La première chronique est consacrée à la consommation statique des circuits
intégrés. En effet, la consommation statique due aux courants de fuite est une
préoccupation importante des concepteurs et technologues, car sa proportion a
augmenté ces dernières années pour atteindre couramment de l’ordre de 20 à 30 %
de la consommation totale d’un circuit intégré (voire davantage pour les circuits
rapides). Ch. Piguet propose une synthèse sur la consommation statique des circuits
logiques en technologies avancées et les méthodes de réduction proposées. Cette
synthèse présente des techniques de réduction applicables aux niveaux circuit,
logique et architecture, et montre que le problème des fuites ne peut être résolu sans
agir sur le « process » de fabrication (en particulier en ce qui concerne les courants
statiques de grille).
La chronique d’A. Tisserand aborde la conception d’opérateurs arithmétiques à
faible consommation d’énergie. L’impact des principales représentations des
nombres sur la consommation dynamique est discuté avec pour métrique le nombre
de transitions logiques.
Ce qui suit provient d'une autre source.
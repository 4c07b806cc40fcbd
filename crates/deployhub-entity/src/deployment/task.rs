//! Queue payload for deployment processing.

use serde::{Deserialize, Serialize};

use deployhub_core::types::{DeploymentId, ProjectId};

/// The message pushed onto the deployment queue after an upload.
#[derive(Debug, Clone, PartialEq, Eq, Serialize, Deserialize)]
pub struct DeploymentTask {
    /// Deployment record to process.
    pub deployment_id: DeploymentId,
    /// Owning project.
    pub project_id: ProjectId,
    /// Content hash the artifact was stored under.
    pub content_hash: String,
}

impl DeploymentTask {
    /// Decode a task from a raw queue payload.
    pub fn decode(payload: &str) -> Result<Self, serde_json::Error> {
        serde_json::from_str(payload)
    }
}
//! Upload flow and deployment reads.

use std::sync::Arc;

use chrono::{DateTime, Duration, Utc};
use serde::Deserialize;
use tracing::{debug, info, warn};
use validator::Validate;

use deployhub_core::config::DeploymentConfig;
use deployhub_core::error::AppError;
use deployhub_core::result::AppResult;
use deployhub_core::traits::queue::TaskQueue;
use deployhub_core::traits::storage::ByteStream;
use deployhub_core::types::{DeploymentId, PageRequest, PageResponse, ProjectId};
use deployhub_database::store::{DeploymentStore, ProjectStore};
use deployhub_entity::deployment::{
    CreateDeployment, Deployment, DeploymentFilter, DeploymentStatus, DeploymentTask,
    UpdateDeploymentStatus,
};
use deployhub_storage::{ArtifactKey, ArtifactStore};

use crate::validation::{normalize_entry_path, validate};

/// Parameters of a single archive upload. The archive body travels
/// separately as a [`ByteStream`].
#[derive(Debug, Clone, Deserialize, Validate)]
pub struct UploadParams {
    /// Owning project.
    pub project_id: ProjectId,
    /// Content hash; names the storage directory.
    #[validate(length(min = 1, message = "Content hash is required"))]
    pub content_hash: String,
    /// Path inside the artifact to serve. Blank serves the root.
    #[validate(length(max = 1024))]
    pub entry_path: Option<String>,
    /// Original file name; its extension selects the archive format.
    #[validate(length(min = 1, max = 255))]
    pub archive_name: String,
    /// Lifetime override in days. `Some(0)` never expires.
    #[validate(range(max = 3650))]
    pub ttl_days: Option<u32>,
}

/// Accepts uploads and serves deployment reads.
#[derive(Clone)]
pub struct DeploymentService {
    /// Deployment persistence.
    deployments: Arc<dyn DeploymentStore>,
    /// Project persistence.
    projects: Arc<dyn ProjectStore>,
    /// Artifact storage engine.
    storage: Arc<ArtifactStore>,
    /// Queue the worker consumes.
    queue: Arc<dyn TaskQueue>,
    /// Name of the deployment queue.
    queue_name: String,
    /// Lifecycle defaults.
    config: DeploymentConfig,
}

impl std::fmt::Debug for DeploymentService {
    fn fmt(&self, f: &mut std::fmt::Formatter<'_>) -> std::fmt::Result {
        f.debug_struct("DeploymentService")
            .field("queue_name", &self.queue_name)
            .finish()
    }
}

impl DeploymentService {
    /// Creates a new deployment service.
    pub fn new(
        deployments: Arc<dyn DeploymentStore>,
        projects: Arc<dyn ProjectStore>,
        storage: Arc<ArtifactStore>,
        queue: Arc<dyn TaskQueue>,
        queue_name: impl Into<String>,
        config: DeploymentConfig,
    ) -> Self {
        Self {
            deployments,
            projects,
            storage,
            queue,
            queue_name: queue_name.into(),
            config,
        }
    }

    /// Accept an archive upload.
    ///
    /// All validation happens before any side effect. The returned record is
    /// still `pending`; the worker decides between `ready` and `error`.
    pub async fn upload(&self, params: UploadParams, archive: ByteStream) -> AppResult<Deployment> {
        // Hostnames are case-insensitive, so the stored hash is lowercase.
        let params = UploadParams {
            content_hash: params.content_hash.trim().to_ascii_lowercase(),
            ..params
        };
        validate(&params)?;
        if params.content_hash.len() > self.config.max_content_hash_length {
            return Err(AppError::validation(format!(
                "Content hash exceeds {} characters",
                self.config.max_content_hash_length
            )));
        }
        let key = ArtifactKey::new(params.project_id, params.content_hash.clone())?;
        let entry_path = normalize_entry_path(params.entry_path.as_deref())?;

        self.projects
            .get_by_id(params.project_id)
            .await?
            .ok_or_else(|| AppError::not_found(format!("Project {} not found", params.project_id)))?;

        let deployment = self
            .deployments
            .create(&CreateDeployment {
                project_id: params.project_id,
                content_hash: params.content_hash,
                entry_path,
                expires_at: self.expiry_from(Utc::now(), params.ttl_days),
            })
            .await?;

        info!(
            deployment_id = %deployment.id,
            project_id = %deployment.project_id,
            content_hash = %deployment.content_hash,
            archive = %params.archive_name,
            "Deployment created"
        );

        match self.storage.store(&key, &params.archive_name, archive).await {
            Ok(true) => debug!(deployment_id = %deployment.id, key = %key, "Artifact extracted"),
            Ok(false) => {
                info!(deployment_id = %deployment.id, key = %key, "Content already stored, extraction skipped")
            }
            Err(e) => {
                self.mark_failed(deployment.id, &e).await;
                return Err(e);
            }
        }

        let task = DeploymentTask {
            deployment_id: deployment.id,
            project_id: deployment.project_id,
            content_hash: deployment.content_hash.clone(),
        };
        if let Err(e) = self.enqueue(&task).await {
            self.mark_failed(deployment.id, &e).await;
            return Err(e);
        }

        debug!(deployment_id = %deployment.id, queue = %self.queue_name, "Deployment queued");
        Ok(deployment)
    }

    /// Fetch one deployment.
    pub async fn get(&self, id: DeploymentId) -> AppResult<Deployment> {
        self.deployments
            .get_by_id(id)
            .await?
            .ok_or_else(|| AppError::not_found(format!("Deployment {id} not found")))
    }

    /// List deployments, newest first.
    pub async fn list(
        &self,
        filter: &DeploymentFilter,
        page: PageRequest,
    ) -> AppResult<PageResponse<Deployment>> {
        self.deployments.get_paged(filter, &page).await
    }

    fn expiry_from(&self, now: DateTime<Utc>, ttl_days: Option<u32>) -> Option<DateTime<Utc>> {
        match ttl_days.unwrap_or(self.config.default_ttl_days) {
            0 => None,
            days => Some(now + Duration::days(i64::from(days))),
        }
    }

    async fn enqueue(&self, task: &DeploymentTask) -> AppResult<()> {
        let payload = serde_json::to_string(task)?;
        self.queue.push(&self.queue_name, &payload).await
    }

    /// Move a freshly created record to `error` so it does not linger as
    /// `pending`. Failures here are logged only.
    async fn mark_failed(&self, id: DeploymentId, cause: &AppError) {
        warn!(deployment_id = %id, error = %cause, "Upload failed after record creation");
        if let Err(e) = self
            .deployments
            .update_status(&UpdateDeploymentStatus::new(id, DeploymentStatus::Error))
            .await
        {
            warn!(deployment_id = %id, error = %e, "Could not mark failed upload as error");
        }
    }
}
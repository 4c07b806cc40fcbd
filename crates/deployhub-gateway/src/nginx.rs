//! nginx server-block generation for static serving.

use std::fmt::Write as _;
use std::path::PathBuf;

use async_trait::async_trait;
use tracing::{debug, info};

use deployhub_core::config::{GatewayConfig, GatewayProvider};
use deployhub_core::result::AppResult;
use deployhub_core::types::ProjectId;
use deployhub_entity::deployment::GatewayRoute;
use deployhub_entity::deployment::model::storage_key;

use crate::atomic::{remove_if_exists, write_atomic};
use crate::hostname::hostname;
use crate::writer::{GatewayConfigWriter, sorted};

/// Writes `{project_id}.conf` files with one `server` block per route.
#[derive(Debug, Clone)]
pub struct NginxGateway {
    config_dir: PathBuf,
    domain: String,
    storage_root: String,
    listen_port: u16,
}

impl NginxGateway {
    /// Create a writer from gateway settings.
    pub fn new(config: &GatewayConfig) -> Self {
        Self {
            config_dir: PathBuf::from(&config.config_dir),
            domain: config.domain.clone(),
            storage_root: config.proxy_storage_root.trim_end_matches('/').to_string(),
            listen_port: config.listen_port,
        }
    }

    /// Render the full file for a project.
    pub fn render(&self, project_name: &str, routes: &[GatewayRoute]) -> String {
        let mut out = String::new();
        let _ = writeln!(out, "# Auto-generated nginx config for project: {project_name}");
        let _ = writeln!(out, "# Generated for deployments: {}", routes.len());
        out.push('\n');

        for route in sorted(routes) {
            self.render_server(&mut out, project_name, route);
        }
        out
    }

    fn render_server(&self, out: &mut String, project_name: &str, route: &GatewayRoute) {
        let dir = format!(
            "{}/{}",
            self.storage_root,
            storage_key(route.project_id, &route.content_hash)
        );

        let _ = writeln!(out, "server {{");
        let _ = writeln!(
            out,
            "    server_name {};",
            hostname(&route.content_hash, project_name, &self.domain)
        );
        let _ = writeln!(out, "    listen {};", self.listen_port);
        out.push('\n');

        match Location::from_entry(route.entry_path.as_deref()) {
            Location::Root => {
                let _ = writeln!(out, "    location / {{");
                let _ = writeln!(out, "        root {dir};");
                let _ = writeln!(out, "        index index.html;");
                let _ = writeln!(out, "    }}");
            }
            Location::File { dir: sub, file } => {
                let _ = writeln!(out, "    location / {{");
                let _ = writeln!(out, "        alias {dir}{sub}/;");
                let _ = writeln!(out, "        try_files $uri /{file} =404;");
                let _ = writeln!(out, "    }}");
            }
            Location::Directory(prefix) => {
                let _ = writeln!(out, "    location {prefix} {{");
                let _ = writeln!(out, "        alias {dir}{prefix};");
                let _ = writeln!(out, "        try_files $uri =404;");
                let _ = writeln!(out, "    }}");
            }
        }

        out.push_str("}\n\n");
    }
}

/// How an entry path maps onto a `location` block.
#[derive(Debug, PartialEq, Eq)]
enum Location<'a> {
    /// Serve the whole artifact with `index.html` fallback.
    Root,
    /// Serve a directory, falling back to one file (SPA style).
    File { dir: &'a str, file: &'a str },
    /// Serve a sub-directory under the same URL prefix.
    Directory(&'a str),
}

impl<'a> Location<'a> {
    fn from_entry(entry_path: Option<&'a str>) -> Self {
        let Some(entry) = entry_path.filter(|e| !e.is_empty() && *e != "/") else {
            return Self::Root;
        };

        let (dir, last) = entry.rsplit_once('/').unwrap_or(("", entry));
        if last.contains('.') {
            Self::File { dir, file: last }
        } else {
            Self::Directory(entry)
        }
    }
}

#[async_trait]
impl GatewayConfigWriter for NginxGateway {
    fn provider(&self) -> GatewayProvider {
        GatewayProvider::Nginx
    }

    fn config_path(&self, project_id: ProjectId) -> PathBuf {
        self.config_dir.join(file_name(project_id))
    }

    async fn write_project_config(
        &self,
        project_id: ProjectId,
        project_name: &str,
        routes: &[GatewayRoute],
    ) -> AppResult<()> {
        if routes.is_empty() {
            return self.remove_project_config(project_id).await;
        }

        let rendered = self.render(project_name, routes);
        write_atomic(&self.config_dir, &file_name(project_id), rendered.as_bytes()).await?;
        info!(%project_id, routes = routes.len(), "Wrote nginx config");
        Ok(())
    }

    async fn remove_project_config(&self, project_id: ProjectId) -> AppResult<()> {
        if remove_if_exists(&self.config_path(project_id)).await? {
            debug!(%project_id, "Removed nginx config");
        }
        Ok(())
    }
}

fn file_name(project_id: ProjectId) -> String {
    format!("{project_id}.conf")
}

#[cfg(test)]
mod tests {
    use std::path::Path;

    use deployhub_core::types::DeploymentId;

    use super::*;

    fn gateway(dir: &Path) -> NginxGateway {
        NginxGateway::new(&GatewayConfig {
            config_dir: dir.to_string_lossy().to_string(),
            domain: "example.com".to_string(),
            proxy_storage_root: "/storage/".to_string(),
            ..Default::default()
        })
    }

    fn route(project_id: ProjectId, hash: &str, entry: Option<&str>) -> GatewayRoute {
        GatewayRoute {
            content_hash: hash.to_string(),
            deployment_id: DeploymentId::new(),
            project_id,
            project_name: "Site".to_string(),
            entry_path: entry.map(str::to_string),
        }
    }

    #[test]
    fn test_location_classification() {
        assert_eq!(Location::from_entry(None), Location::Root);
        assert_eq!(Location::from_entry(Some("/")), Location::Root);
        assert_eq!(
            Location::from_entry(Some("/index.html")),
            Location::File { dir: "", file: "index.html" }
        );
        assert_eq!(
            Location::from_entry(Some("/app/main.html")),
            Location::File { dir: "/app", file: "main.html" }
        );
        assert_eq!(Location::from_entry(Some("/docs")), Location::Directory("/docs"));
    }

    #[test]
    fn test_render_blocks() {
        let dir = tempfile::tempdir().unwrap();
        let gw = gateway(dir.path());
        let project = ProjectId::new();
        let rendered = gw.render(
            "Site",
            &[
                route(project, "aaa", None),
                route(project, "bbb", Some("/index.html")),
                route(project, "ccc", Some("/docs")),
            ],
        );

        assert!(rendered.starts_with(
            "# Auto-generated nginx config for project: Site\n# Generated for deployments: 3\n\n"
        ));
        assert!(rendered.contains("server_name aaa.site.example.com;"));
        assert!(rendered.contains(&format!("root /storage/deployments/{project}/aaa;")));
        assert!(rendered.contains(&format!("alias /storage/deployments/{project}/bbb/;")));
        assert!(rendered.contains("try_files $uri /index.html =404;"));
        assert!(rendered.contains("location /docs {"));
        assert!(rendered.contains(&format!("alias /storage/deployments/{project}/ccc/docs;")));
        assert_eq!(rendered.matches("server {").count(), 3);
    }

    #[test]
    fn test_render_is_order_independent() {
        let dir = tempfile::tempdir().unwrap();
        let gw = gateway(dir.path());
        let project = ProjectId::new();
        let a = route(project, "aaa", None);
        let b = route(project, "bbb", Some("/docs"));

        assert_eq!(
            gw.render("Site", &[a.clone(), b.clone()]),
            gw.render("Site", &[b, a])
        );
    }

    #[tokio::test]
    async fn test_empty_routes_remove_file() {
        let dir = tempfile::tempdir().unwrap();
        let gw = gateway(dir.path());
        let project = ProjectId::new();

        gw.write_project_config(project, "Site", &[route(project, "aaa", None)])
            .await
            .unwrap();
        assert!(gw.config_path(project).is_file());

        gw.write_project_config(project, "Site", &[]).await.unwrap();
        assert!(!gw.config_path(project).exists());

        gw.remove_project_config(project).await.unwrap();
    }
}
Il apparaît que le problème de l’optimisation en
consommation des opérateurs arithmétiques nécessite de prendre conjointement en
compte la représentation des nombres, leur précision, les algorithmes de calcul et les
performances en vitesse.
Nous espérons que cet échantillon d’articles permettra aux lecteurs
d’appréhender toute la complexité de la problématique de réduction de la
consommation dans les SoCs, et qu’il contribuera au développement de cette
thématique de recherche stratégique.